Он взял из рук сестры полиэтиленовый мешок с гостинцами, кинул его на кровать, а сестру усадил к столу:

— Выпьешь чаю? Я сейчас стакан сполосну, а кипяток в большой кружке еще остался.

Но Надежда не могла забыть слов брата о кладбище и огрызнулась:

— Вначале на кладбище собирался спровадить, а теперь чай предлагаешь!

Сколько он ни убеждал сестру, что речь шла о посещении могилы бабушки, она не верила. Надежда подозревала козни с стороны обоих, решив, что ее хотят устранить и жить в квартире, когда-то с большими трудностями купленной ею через советский еще кооператив.
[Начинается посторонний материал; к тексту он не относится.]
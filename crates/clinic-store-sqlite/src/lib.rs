//! SQLite backend for the clinic store.
//!
//! Wraps [`tokio_rusqlite`] so all database access runs on a dedicated thread
//! without blocking the async runtime.

mod encode;
mod schema;
mod store;

pub mod error;

pub use error::{Error, Result};
pub use store::SqliteStore;
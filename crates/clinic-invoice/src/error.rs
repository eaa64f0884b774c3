//! Error types for the invoice renderer.

use thiserror::Error;

#[derive(Debug, Error)]
pub enum Error {
  #[error("lines_per_page must be at least {min}, got {got}")]
  PageTooShort { min: usize, got: usize },
}

impl From<Error> for clinic_core::Error {
  fn from(e: Error) -> Self { clinic_core::Error::Render(e.to_string()) }
}

pub type Result<T, E = Error> = std::result::Result<T, E>;
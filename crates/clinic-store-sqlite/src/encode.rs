//! Encoding and decoding helpers between domain types and the plain-text
//! representations stored in SQLite columns.
//!
//! Timestamps are RFC 3339 strings, money is decimal text, UUIDs are
//! hyphenated lowercase strings, and list-valued fields are compact JSON.

use std::str::FromStr;

use chrono::{DateTime, Utc};
use clinic_core::{
  appointment::Appointment,
  customer::{Customer, HearingLossLevel},
  order::{LineItem, Order},
  product::Product,
};
use rusqlite::Row;
use rust_decimal::Decimal;
use uuid::Uuid;

use crate::{Error, Result};

// ─── Scalars ─────────────────────────────────────────────────────────────────

pub fn encode_uuid(id: Uuid) -> String { id.hyphenated().to_string() }

pub fn decode_uuid(s: &str) -> Result<Uuid> { Ok(Uuid::parse_str(s)?) }

pub fn encode_dt(dt: DateTime<Utc>) -> String { dt.to_rfc3339() }

pub fn decode_dt(s: &str) -> Result<DateTime<Utc>> {
  DateTime::parse_from_rfc3339(s)
    .map(|dt| dt.with_timezone(&Utc))
    .map_err(|e| Error::DateParse(e.to_string()))
}

pub fn encode_decimal(d: Decimal) -> String { d.to_string() }

pub fn decode_decimal(s: &str) -> Result<Decimal> { Ok(Decimal::from_str(s)?) }

/// Parse a text column into one of the `strum`-backed domain enums.
pub fn decode_enum<T: FromStr>(column: &'static str, s: &str) -> Result<T> {
  T::from_str(s).map_err(|_| Error::Decode { column, value: s.to_owned() })
}

pub fn decode_count(column: &'static str, n: i64) -> Result<u32> {
  u32::try_from(n).map_err(|_| Error::Decode { column, value: n.to_string() })
}

// ─── Row types ───────────────────────────────────────────────────────────────

pub const CUSTOMER_COLUMNS: &str = "customer_id, first_name, last_name, email, phone, address,
   hearing_loss_level, budget, has_insurance, created_at";

/// Raw values read directly from a `customers` row.
pub struct RawCustomer {
  pub customer_id:        String,
  pub first_name:         String,
  pub last_name:          String,
  pub email:              String,
  pub phone:              Option<String>,
  pub address:            Option<String>,
  pub hearing_loss_level: String,
  pub budget:             String,
  pub has_insurance:      bool,
  pub created_at:         String,
}

impl RawCustomer {
  /// Read a row selected with [`CUSTOMER_COLUMNS`], starting at `offset`.
  pub fn from_row(row: &Row<'_>, offset: usize) -> rusqlite::Result<Self> {
    Ok(Self {
      customer_id:        row.get(offset)?,
      first_name:         row.get(offset + 1)?,
      last_name:          row.get(offset + 2)?,
      email:              row.get(offset + 3)?,
      phone:              row.get(offset + 4)?,
      address:            row.get(offset + 5)?,
      hearing_loss_level: row.get(offset + 6)?,
      budget:             row.get(offset + 7)?,
      has_insurance:      row.get(offset + 8)?,
      created_at:         row.get(offset + 9)?,
    })
  }

  pub fn into_customer(self) -> Result<Customer> {
    Ok(Customer {
      customer_id:        decode_uuid(&self.customer_id)?,
      first_name:         self.first_name,
      last_name:          self.last_name,
      email:              self.email,
      phone:              self.phone,
      address:            self.address,
      hearing_loss_level: decode_enum("hearing_loss_level", &self.hearing_loss_level)?,
      budget:             decode_decimal(&self.budget)?,
      has_insurance:      self.has_insurance,
      created_at:         decode_dt(&self.created_at)?,
    })
  }
}

pub const PRODUCT_COLUMNS: &str = "product_id, brand, model, kind, price, features,
   suitable_loss_levels, in_stock, created_at";

/// Raw values read directly from a `products` row.
pub struct RawProduct {
  pub product_id:           String,
  pub brand:                String,
  pub model:                String,
  pub kind:                 String,
  pub price:                String,
  pub features:             String,
  pub suitable_loss_levels: String,
  pub in_stock:             i64,
  pub created_at:           String,
}

impl RawProduct {
  pub fn from_row(row: &Row<'_>, offset: usize) -> rusqlite::Result<Self> {
    Ok(Self {
      product_id:           row.get(offset)?,
      brand:                row.get(offset + 1)?,
      model:                row.get(offset + 2)?,
      kind:                 row.get(offset + 3)?,
      price:                row.get(offset + 4)?,
      features:             row.get(offset + 5)?,
      suitable_loss_levels: row.get(offset + 6)?,
      in_stock:             row.get(offset + 7)?,
      created_at:           row.get(offset + 8)?,
    })
  }

  pub fn into_product(self) -> Result<Product> {
    let suitable_loss_levels: Vec<HearingLossLevel> =
      serde_json::from_str(&self.suitable_loss_levels)?;
    Ok(Product {
      product_id: decode_uuid(&self.product_id)?,
      brand: self.brand,
      model: self.model,
      kind: decode_enum("kind", &self.kind)?,
      price: decode_decimal(&self.price)?,
      features: serde_json::from_str(&self.features)?,
      suitable_loss_levels,
      in_stock: decode_count("in_stock", self.in_stock)?,
      created_at: decode_dt(&self.created_at)?,
    })
  }
}

pub const ORDER_COLUMNS: &str = "order_id, customer_id, status, total_amount,
   insurance_discount, final_amount, delivery_date, tracking_number, notes, created_at";

/// Raw values read directly from an `orders` row.
pub struct RawOrder {
  pub order_id:           String,
  pub customer_id:        String,
  pub status:             String,
  pub total_amount:       String,
  pub insurance_discount: String,
  pub final_amount:       String,
  pub delivery_date:      Option<String>,
  pub tracking_number:    Option<String>,
  pub notes:              Option<String>,
  pub created_at:         String,
}

impl RawOrder {
  pub fn from_row(row: &Row<'_>) -> rusqlite::Result<Self> {
    Ok(Self {
      order_id:           row.get(0)?,
      customer_id:        row.get(1)?,
      status:             row.get(2)?,
      total_amount:       row.get(3)?,
      insurance_discount: row.get(4)?,
      final_amount:       row.get(5)?,
      delivery_date:      row.get(6)?,
      tracking_number:    row.get(7)?,
      notes:              row.get(8)?,
      created_at:         row.get(9)?,
    })
  }

  pub fn into_order(self) -> Result<Order> {
    Ok(Order {
      order_id:           decode_uuid(&self.order_id)?,
      customer_id:        decode_uuid(&self.customer_id)?,
      status:             decode_enum("status", &self.status)?,
      total_amount:       decode_decimal(&self.total_amount)?,
      insurance_discount: decode_decimal(&self.insurance_discount)?,
      final_amount:       decode_decimal(&self.final_amount)?,
      delivery_date:      self.delivery_date.as_deref().map(decode_dt).transpose()?,
      tracking_number:    self.tracking_number,
      notes:              self.notes,
      created_at:         decode_dt(&self.created_at)?,
    })
  }
}

pub const LINE_ITEM_COLUMNS: &str =
  "li.line_item_id, li.order_id, li.product_id, li.quantity, li.unit_price, li.ear_side";

/// Raw values read directly from a `line_items` row.
pub struct RawLineItem {
  pub line_item_id: String,
  pub order_id:     String,
  pub product_id:   String,
  pub quantity:     i64,
  pub unit_price:   String,
  pub ear_side:     String,
}

impl RawLineItem {
  pub fn from_row(row: &Row<'_>) -> rusqlite::Result<Self> {
    Ok(Self {
      line_item_id: row.get(0)?,
      order_id:     row.get(1)?,
      product_id:   row.get(2)?,
      quantity:     row.get(3)?,
      unit_price:   row.get(4)?,
      ear_side:     row.get(5)?,
    })
  }

  pub fn into_line_item(self) -> Result<LineItem> {
    Ok(LineItem {
      line_item_id: decode_uuid(&self.line_item_id)?,
      order_id:     decode_uuid(&self.order_id)?,
      product_id:   decode_uuid(&self.product_id)?,
      quantity:     decode_count("quantity", self.quantity)?,
      unit_price:   decode_decimal(&self.unit_price)?,
      ear_side:     decode_enum("ear_side", &self.ear_side)?,
    })
  }
}

pub const APPOINTMENT_COLUMNS: &str = "appointment_id, customer_id, order_id, appointment_type,
   scheduled_at, status, notes, created_at";

/// Raw values read directly from an `appointments` row.
pub struct RawAppointment {
  pub appointment_id:   String,
  pub customer_id:      String,
  pub order_id:         Option<String>,
  pub appointment_type: String,
  pub scheduled_at:     String,
  pub status:           String,
  pub notes:            Option<String>,
  pub created_at:       String,
}

impl RawAppointment {
  pub fn from_row(row: &Row<'_>) -> rusqlite::Result<Self> {
    Ok(Self {
      appointment_id:   row.get(0)?,
      customer_id:      row.get(1)?,
      order_id:         row.get(2)?,
      appointment_type: row.get(3)?,
      scheduled_at:     row.get(4)?,
      status:           row.get(5)?,
      notes:            row.get(6)?,
      created_at:       row.get(7)?,
    })
  }

  pub fn into_appointment(self) -> Result<Appointment> {
    Ok(Appointment {
      appointment_id:   decode_uuid(&self.appointment_id)?,
      customer_id:      decode_uuid(&self.customer_id)?,
      order_id:         self.order_id.as_deref().map(decode_uuid).transpose()?,
      appointment_type: self.appointment_type,
      scheduled_at:     decode_dt(&self.scheduled_at)?,
      status:           self.status,
      notes:            self.notes,
      created_at:       decode_dt(&self.created_at)?,
    })
  }
}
И все время пребывания в палате демонстративно отворачивалась от Маргариты, нарочито уходя от общих тем. Она оживленно рассказывала брату о каких-то неурядицах с соседями по площадке, игнорируя Маргариту.

А ведь за несколько минут до прихода Надежды в сердце Маргариты вновь вспыхнуло сердечное волнение накатившим теплом в груди. И было оно теперь удивительно ей самой. Она привыкла считать себя влюбленной в Рубальского, но вдруг будто прозрела, поняв, что то был затянувшийся девичий комплекс безответной любви, так украшающий жизнь каждой одинокой женщины. Сегодня женщина четко увидела разницу между романтическими идеалами и живыми чувствами. Георг пробудил в ней способность чувствовать.

Однако сестра Георга остудила ледяным душем зыбкий огонек нового ощущения. Надежда лишала Маргариту всяческих надежд. Она сидела перед пустой уже чашкой, печально опустив голову. Очевидно, что до конца дней Надежда будет удерживать Георга при себе и не впустит в их сложившийся быт чужую женщину. Окончательно поняв, что сейчас она лишняя, Маргарита подхватила сумочку и, попрощавшись, вышла из палаты. Георг кинулся было проводить ее до лифта, но сестра, ухватив его за руку, вернула на место.